En intégrant ce dispositif à une prothèse actuellement commercialisée (LUKE), les patients ont pu procéder à toute une variété de mouvements : ouvrir une fermeture éclair ou bien attraper et déplacer des objets de différentes tailles. Ces capacités sont immédiates, après l’implantation du dispositif, et les mouvements adviennent tout naturellement, nécessitant peu d’accommodation. Et c’est bien cela qui est exceptionnel. Dans un article publié sur le site de l’université du Michigan, l’un des participants, amputé en 2013, témoigne : « C’est comme si vous aviez à nouveau une main. Vous pouvez faire à peu près tout ce que vous pourriez faire avec une vraie main. Cela vous ramène à un sentiment de normalité. » L’expérimentation est d’ailleurs accompagnée de la vidéo ci-dessous, où l’on peut voir le dispositif en action.

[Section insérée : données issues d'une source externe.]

//! Anthropic native model backend.
//!
//! Uses Anthropic's Messages API directly (not an OpenAI-compatible proxy):
//! - `x-api-key` header authentication (not Bearer)
//! - `anthropic-version` header
//! - Receipt photos as base64 `image` content blocks
//! - Forced `tool_use` for structured interpretation output
//! - Plain text completion for the audit narrative

use async_trait::async_trait;
use base64::Engine as _;
use serde::Deserialize;
use tracing::{debug, warn};

use tabsplit_core::audit::{AuditRequest, SplitAuditor};
use tabsplit_core::error::{AuditError, ExtractionError, InterpretationError, ModelError};
use tabsplit_core::extract::{ReceiptExtractor, ReceiptImage};
use tabsplit_core::interpret::{CommandContext, CommandInterpreter, Interpretation};
use tabsplit_core::receipt::ReceiptData;

use crate::payload;
use crate::prompts;

const ANTHROPIC_VERSION: &str = "2023-06-01";
const DEFAULT_BASE_URL: &str = "https://api.anthropic.com";

/// Anthropic Messages API backend implementing all three capabilities.
pub struct AnthropicModel {
    name: String,
    base_url: String,
    api_key: String,
    model: String,
    temperature: f32,
    max_tokens: u32,
    client: reqwest::Client,
}

impl AnthropicModel {
    /// Create a new Anthropic backend.
    pub fn new(api_key: impl Into<String>, model: impl Into<String>) -> Self {
        let client = reqwest::Client::builder()
            .timeout(std::time::Duration::from_secs(120))
            .build()
            .expect("Failed to create HTTP client");

        Self {
            name: "anthropic".into(),
            base_url: DEFAULT_BASE_URL.into(),
            api_key: api_key.into(),
            model: model.into(),
            temperature: 0.2,
            max_tokens: 4096,
            client,
        }
    }

    /// Create with a custom base URL (e.g., for testing or proxies).
    pub fn with_base_url(mut self, base_url: impl Into<String>) -> Self {
        self.base_url = base_url.into().trim_end_matches('/').to_string();
        self
    }

    pub fn with_temperature(mut self, temperature: f32) -> Self {
        self.temperature = temperature;
        self
    }

    pub fn with_max_tokens(mut self, max_tokens: u32) -> Self {
        self.max_tokens = max_tokens;
        self
    }

    /// POST a Messages API body and map HTTP-level failures.
    async fn send(&self, body: serde_json::Value) -> Result<MessagesResponse, ModelError> {
        let url = format!("{}/v1/messages", self.base_url);

        let response = self
            .client
            .post(&url)
            .header("x-api-key", &self.api_key)
            .header("anthropic-version", ANTHROPIC_VERSION)
            .header("Content-Type", "application/json")
            .json(&body)
            .send()
            .await
            .map_err(|e| {
                if e.is_timeout() {
                    ModelError::Timeout(e.to_string())
                } else {
                    ModelError::Network(e.to_string())
                }
            })?;

        let status = response.status().as_u16();

        if status == 429 {
            return Err(ModelError::RateLimited {
                retry_after_secs: 5,
            });
        }
        if status == 401 || status == 403 {
            return Err(ModelError::AuthenticationFailed(
                "Invalid Anthropic API key".into(),
            ));
        }
        if status != 200 {
            let error_body = response.text().await.unwrap_or_default();
            warn!(status, body = %error_body, "Anthropic API error");
            return Err(ModelError::ApiError {
                status_code: status,
                message: error_body,
            });
        }

        response.json().await.map_err(|e| ModelError::ApiError {
            status_code: 200,
            message: format!("Failed to parse Anthropic response: {e}"),
        })
    }

    /// Concatenate all text blocks of a response.
    fn text_of(response: &MessagesResponse) -> String {
        let mut text = String::new();
        for block in &response.content {
            if let ContentBlock::Text { text: t } = block {
                if !text.is_empty() {
                    text.push('\n');
                }
                text.push_str(t);
            }
        }
        text
    }

    /// Find the input of the named tool call, if the model made one.
    fn tool_input(response: MessagesResponse, tool_name: &str) -> Option<serde_json::Value> {
        response.content.into_iter().find_map(|block| match block {
            ContentBlock::ToolUse { name, input } if name == tool_name => Some(input),
            _ => None,
        })
    }
}

#[async_trait]
impl ReceiptExtractor for AnthropicModel {
    fn name(&self) -> &str {
        &self.name
    }

    async fn extract(
        &self,
        image: &ReceiptImage,
    ) -> std::result::Result<ReceiptData, ExtractionError> {
        let encoded = base64::engine::general_purpose::STANDARD.encode(&image.bytes);

        let body = serde_json::json!({
            "model": self.model,
            "max_tokens": self.max_tokens,
            "temperature": self.temperature,
            "messages": [{
                "role": "user",
                "content": [
                    {
                        "type": "image",
                        "source": {
                            "type": "base64",
                            "media_type": image.mime_type,
                            "data": encoded,
                        },
                    },
                    { "type": "text", "text": prompts::EXTRACT_PROMPT },
                ],
            }],
        });

        debug!(backend = "anthropic", model = %self.model, bytes = image.bytes.len(), "Requesting receipt extraction");

        let response = self.send(body).await?;
        payload::parse_receipt(&Self::text_of(&response))
    }
}

#[async_trait]
impl CommandInterpreter for AnthropicModel {
    fn name(&self) -> &str {
        &self.name
    }

    async fn interpret(
        &self,
        text: &str,
        context: &CommandContext,
    ) -> std::result::Result<Interpretation, InterpretationError> {
        let body = serde_json::json!({
            "model": self.model,
            "max_tokens": self.max_tokens,
            "temperature": self.temperature,
            "messages": [{
                "role": "user",
                "content": prompts::interpret_prompt(text, context),
            }],
            "tools": [{
                "name": prompts::SPLIT_TOOL_NAME,
                "description": prompts::SPLIT_TOOL_DESCRIPTION,
                "input_schema": prompts::split_tool_schema(),
            }],
            "tool_choice": { "type": "tool", "name": prompts::SPLIT_TOOL_NAME },
        });

        debug!(backend = "anthropic", model = %self.model, "Requesting command interpretation");

        let response = self.send(body).await?;
        let input = Self::tool_input(response, prompts::SPLIT_TOOL_NAME).ok_or_else(|| {
            InterpretationError::Unusable("model did not call the split tool".into())
        })?;
        payload::parse_interpretation(input)
    }
}

#[async_trait]
impl SplitAuditor for AnthropicModel {
    fn name(&self) -> &str {
        &self.name
    }

    async fn audit(&self, request: &AuditRequest) -> std::result::Result<String, AuditError> {
        let body = serde_json::json!({
            "model": self.model,
            "max_tokens": self.max_tokens,
            "temperature": self.temperature,
            "messages": [{
                "role": "user",
                "content": prompts::audit_prompt(request),
            }],
        });

        debug!(backend = "anthropic", model = %self.model, "Requesting split audit");

        let response = self.send(body).await?;
        let report = Self::text_of(&response);
        let report = report.trim();
        if report.is_empty() {
            return Err(AuditError::Empty);
        }
        Ok(report.to_string())
    }
}

// --- Anthropic API types ---

#[derive(Debug, Deserialize)]
struct MessagesResponse {
    #[serde(default)]
    content: Vec<ContentBlock>,
}

#[derive(Debug, Deserialize)]
#[serde(tag = "type")]
enum ContentBlock {
    #[serde(rename = "text")]
    Text { text: String },
    #[serde(rename = "tool_use")]
    ToolUse {
        name: String,
        input: serde_json::Value,
    },
    #[serde(other)]
    Other,
}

Voir un patient amputé bouger aussi naturellement une main prothétique par la pensée, sans agir lui-même sur sa contraction musculaire, aurait été impensable il n’y a ne serait-ce qu’une décennie. Tout comme, à une certaine époque, les prothèses bioniques pouvant être contrôlées par des contractions musculaires n’existaient pas. Alors si cette innovation n’est pas encore applicable dans la vie de tous les jours, ce n’est pas pour autant qu’elle n’a pas d’ores et déjà une vraie portée. « Il y aura du chemin à parcourir, mais nous n’arrêterons pas de travailler sur ce projet tant que nous n’aurons pas complètement restauré les mouvements des mains. C’est le rêve des neuroprothèses », conclut Cynthia Chestek.